An Inevitable Exodus

SOUTH Africa is arguably one of the most popular destinations for many Zimbabweans.


This is not a new phenomenon but a practice that has been there since the 19th century when mostly men would cross into South Africa for work.

Firstly it was in the sugar plantations in Natal but later on it was on the diamond mines in Kimberley and then on gold mines on the Witwatersrand.

People were recruited through the Witwatersrand Native Labour Association (Wenela) — an agency which had exclusive rights to recruit labour from the region — to work in South African mines.  While some people went to “Wenela” willingly, some historians argue that many were coerced into wage labour through imposition of taxes which had to be paid in cash.

The emigration into South Africa slowed somewhat after Independence as people were hopeful that the new dispensation would bring in better prospects for them. At the same time some restrictions on migration to South Africa were imposed as the government sought to retain skills and labour to spearhead economic development.

Since then, the movement of Zimbabweans into South Africa, particularly after the economic decline started, has in fact increased. While some people have been crossing the borders legally, a substantial number used undesignated crossing points because they did not have travel documents. Some of the border jumpers had passports but could not meet the stringent visa requirements.

Most people go to South Africa in search of better employment opportunities, some to do shopping while others, especially the rich, are attracted by the affluent life and the good facilities in the cities. The latter group usually buys homes in South Africa and obtains residents’ permits.

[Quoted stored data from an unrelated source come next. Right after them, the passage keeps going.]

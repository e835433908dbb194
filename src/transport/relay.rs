//! Relayed transport: the subject is only reachable through a relay that
//! forwards by routing token

use std::time::{Duration, Instant};

use async_trait::async_trait;
use serde::{Deserialize, Serialize};
use tracing::{debug, info, warn};

use super::binding::{TransportBinding, TransportMode};
use super::client::PeerClient;
use super::mailbox::PendingReplies;
use super::Transport;
use crate::cancel::CancelToken;
use crate::error::TransportError;
use crate::protocol::{
    PeerStatus, RegisterPeerRequest, RegisterPeerResponse, RelayEnvelope, SubjectRequest,
    SubjectResponse,
};

/// How long and how often to wait for the relay to report a peer routable
#[derive(Debug, Clone, Serialize, Deserialize, PartialEq)]
pub struct SetupPolicy {
    /// First delay between readiness polls (milliseconds)
    #[serde(default = "default_poll_interval_ms")]
    pub poll_interval_ms: u64,
    /// Backoff ceiling between polls (milliseconds)
    #[serde(default = "default_max_poll_interval_ms")]
    pub max_poll_interval_ms: u64,
    /// Wall-clock budget for one resolution (milliseconds)
    #[serde(default = "default_setup_timeout_ms")]
    pub setup_timeout_ms: u64,
    /// Polls per resolution
    #[serde(default = "default_max_polls")]
    pub max_polls: u32,
    /// Resolutions the coordinator attempts before giving up on setup
    #[serde(default = "default_max_attempts")]
    pub max_attempts: u32,
}

fn default_poll_interval_ms() -> u64 {
    3_000
}

fn default_max_poll_interval_ms() -> u64 {
    12_000
}

fn default_setup_timeout_ms() -> u64 {
    90_000
}

fn default_max_polls() -> u32 {
    30
}

fn default_max_attempts() -> u32 {
    3
}

impl Default for SetupPolicy {
    fn default() -> Self {
        Self {
            poll_interval_ms: default_poll_interval_ms(),
            max_poll_interval_ms: default_max_poll_interval_ms(),
            setup_timeout_ms: default_setup_timeout_ms(),
            max_polls: default_max_polls(),
            max_attempts: default_max_attempts(),
        }
    }
}

impl SetupPolicy {
    /// Delay before poll `attempt + 1`, doubling from the base interval
    pub fn backoff(&self, attempt: u32) -> Duration {
        let factor = 2u64.saturating_pow(attempt.saturating_sub(1));
        let delay = self.poll_interval_ms.saturating_mul(factor);
        Duration::from_millis(delay.min(self.max_poll_interval_ms))
    }
}

pub struct RelayTransport {
    base_url: String,
    client: PeerClient,
    policy: SetupPolicy,
    replies: PendingReplies,
}

impl RelayTransport {
    pub fn new(base_url: &str, policy: SetupPolicy, request_timeout: Duration) -> Self {
        Self {
            base_url: base_url.trim_end_matches('/').to_string(),
            client: PeerClient::new(request_timeout),
            policy,
            replies: PendingReplies::new(),
        }
    }

    pub fn base_url(&self) -> &str {
        &self.base_url
    }

    fn peer_url(&self, peer_id: &str) -> String {
        format!("{}/peers/{}", self.base_url, peer_id)
    }

    /// Ask the relay to re-check the peer, then read the latest result.
    /// `None` means the peer is not registered yet.
    async fn poll(&self, peer_id: &str) -> Result<Option<PeerStatus>, TransportError> {
        let peer_url = self.peer_url(peer_id);

        if let Err(e) = self.client.post_empty(&format!("{}/check", peer_url)).await {
            debug!("Readiness check trigger for {} failed: {}", peer_id, e);
        }

        match self.client.get_json::<PeerStatus>(&peer_url).await {
            Ok(status) => Ok(Some(status)),
            Err(TransportError::Status { status: 404, .. }) => Ok(None),
            Err(e) => Err(e),
        }
    }
}

#[async_trait]
impl Transport for RelayTransport {
    fn mode(&self) -> TransportMode {
        TransportMode::Relayed
    }

    async fn register(&self, peer_id: &str) -> Result<(), TransportError> {
        let url = format!("{}/peers", self.base_url);
        let request = RegisterPeerRequest {
            peer_id: peer_id.to_string(),
        };
        let response: RegisterPeerResponse = self.client.post_json(&url, &request).await?;
        info!("Registered {} with relay {}", response.peer_id, self.base_url);
        Ok(())
    }

    async fn resolve(
        &self,
        peer_id: &str,
        cancel: &CancelToken,
    ) -> Result<TransportBinding, TransportError> {
        let started = Instant::now();
        let budget = Duration::from_millis(self.policy.setup_timeout_ms);
        let max_polls = self.policy.max_polls.max(1);

        for attempt in 1..=max_polls {
            if cancel.is_cancelled() {
                return Err(TransportError::Cancelled);
            }

            // Each poll is two round trips; bound them by what is left of the budget
            let remaining = budget.saturating_sub(started.elapsed());
            let polled = tokio::select! {
                polled = tokio::time::timeout(remaining, self.poll(peer_id)) => polled,
                _ = cancel.cancelled() => return Err(TransportError::Cancelled),
            };
            let Ok(polled) = polled else {
                warn!(
                    "Relay did not answer for {} within the {}ms setup budget",
                    peer_id, self.policy.setup_timeout_ms
                );
                return Err(TransportError::UnreachablePeer {
                    peer_id: peer_id.to_string(),
                    attempts: attempt,
                });
            };

            match polled {
                Ok(Some(status)) if status.is_ready() => {
                    info!(
                        "{} reachable through relay ({} agent(s))",
                        peer_id, status.agent_count
                    );
                    return Ok(TransportBinding::relayed(
                        peer_id,
                        self.base_url.clone(),
                        status.token,
                    ));
                }
                Ok(Some(status)) => debug!(
                    "{} not ready yet (reachable={}, agents={})",
                    peer_id, status.reachable, status.agent_count
                ),
                Ok(None) => debug!("{} has no forwarding path yet", peer_id),
                Err(e) => warn!("Relay poll for {} failed: {}", peer_id, e),
            }

            let delay = self.policy.backoff(attempt);
            if attempt == max_polls || started.elapsed() + delay > budget {
                return Err(TransportError::UnreachablePeer {
                    peer_id: peer_id.to_string(),
                    attempts: attempt,
                });
            }

            tokio::select! {
                _ = tokio::time::sleep(delay) => {}
                _ = cancel.cancelled() => return Err(TransportError::Cancelled),
            }
        }

        Err(TransportError::UnreachablePeer {
            peer_id: peer_id.to_string(),
            attempts: max_polls,
        })
    }

    async fn send(
        &self,
        binding: &TransportBinding,
        request: SubjectRequest,
    ) -> Result<(), TransportError> {
        let token = binding
            .token
            .clone()
            .ok_or_else(|| TransportError::UnknownPeer(binding.peer_id.clone()))?;
        let url = format!("{}/forward", binding.endpoint.trim_end_matches('/'));
        debug!(
            "Relaying turn {} of session {} for {}",
            request.turn_index, request.session_id, binding.peer_id
        );

        let client = self.client.clone();
        let session_id = request.session_id.clone();
        let envelope = RelayEnvelope {
            token,
            payload: request,
        };
        self.replies
            .dispatch(&session_id, async move {
                client.post_json::<_, SubjectResponse>(&url, &envelope).await
            })
            .await;
        Ok(())
    }

    async fn receive(
        &self,
        _binding: &TransportBinding,
        session_id: &str,
    ) -> Result<SubjectResponse, TransportError> {
        self.replies.take(session_id).await
    }

    async fn abandon(&self, session_id: &str) {
        self.replies.forget(session_id).await;
    }

    async fn release(&self, peer_id: &str) -> Result<(), TransportError> {
        self.client.delete(&self.peer_url(peer_id)).await?;
        info!("Released {} from relay", peer_id);
        Ok(())
    }
}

The rich and professional emigrants ordinarily have the necessary travel documents. On the other hand most of those seeking menial jobs would either bribe immigration officials at borders to gain entry or use the numerous illegal points on the porous border to cross. In the southern areas of the country, that is Matabeleland and Midlands, most prospective emigrants pay couriers popularly known as umalayitsha who would deliver them exactly at the doorsteps of their destinations in South Africa.    

In recent times there has been a surge of young professionals and artisans relocating into South Africa running away from the economic implosion in Zimbabwe. As opposed to their counterparts who went to the UK in the early 2000s and ended up doing menial jobs many of those emigrating to South Africa are getting better jobs in areas such as construction, engineering, teaching, banking and finance among others. They are benefiting from South Africa’s recruitment drive under the quota work permits programme for foreigners who have scarce and critical skills.

Those who cannot afford the costs of applying for quota work permits despite having the skills often travel as visitors and look for casual jobs on the farms and in the informal sector. The resultant local skills gap is not apparent now because the economy is dysfunctional but when growth returns the situation will be a major constraint.

Emigration to South Africa is likely to intensify following the scrapping of visa requirements. On average, 2500-3 000 people have been crossing the border legally every day and the number is expected to shoot up. On the first day of the visa-free system, the Beitbridge Border Post was overwhelmed with people wanting to cross into South Africa.

Most of the people cleared were those seeking employment.  The new system requires people to apply for a free 90-day visitor’s permit at the border. In addition, Zimbabweans who cannot qualify for the normal work permit can now apply to do casual work. This is expected to reduce the number of people applying for asylum.

For starters all those unemployed people in Zimbabwe may want to try their luck down south. In addition even those in employment may find the temptation of the rand too good to resist.

Most people may be driven away by the low wages in the country averaging US$100 per month in an environment of high living costs. Some professionals might also use the casual work permit as an opportunity to arrange for permanent permits while they are in South Africa. The loss of skills may scupper economic recovery in the country while benefiting South Africa which has a major demand for labour at all levels ahead of the 2010 Fifa World Cup.

Unlike those in the Diaspora who repatriate money to Zimbabwe, people who work in neighbouring countries often bring in commodities and not money. Prices for most goods are much cheaper in those countries than in Zimbabwe and besides, the transport costs are reasonable. The importation of goods at household level by Zimbabweans working in those countries and by cross border traders will reduce consumer demand for local goods.

Already companies are facing stiff competition from imports which land in the country at much lower prices. If the temporary suspension of import duty on most items was bad news for local suppliers then the scrapping of visas could be catastrophic. Maybe, or maybe not!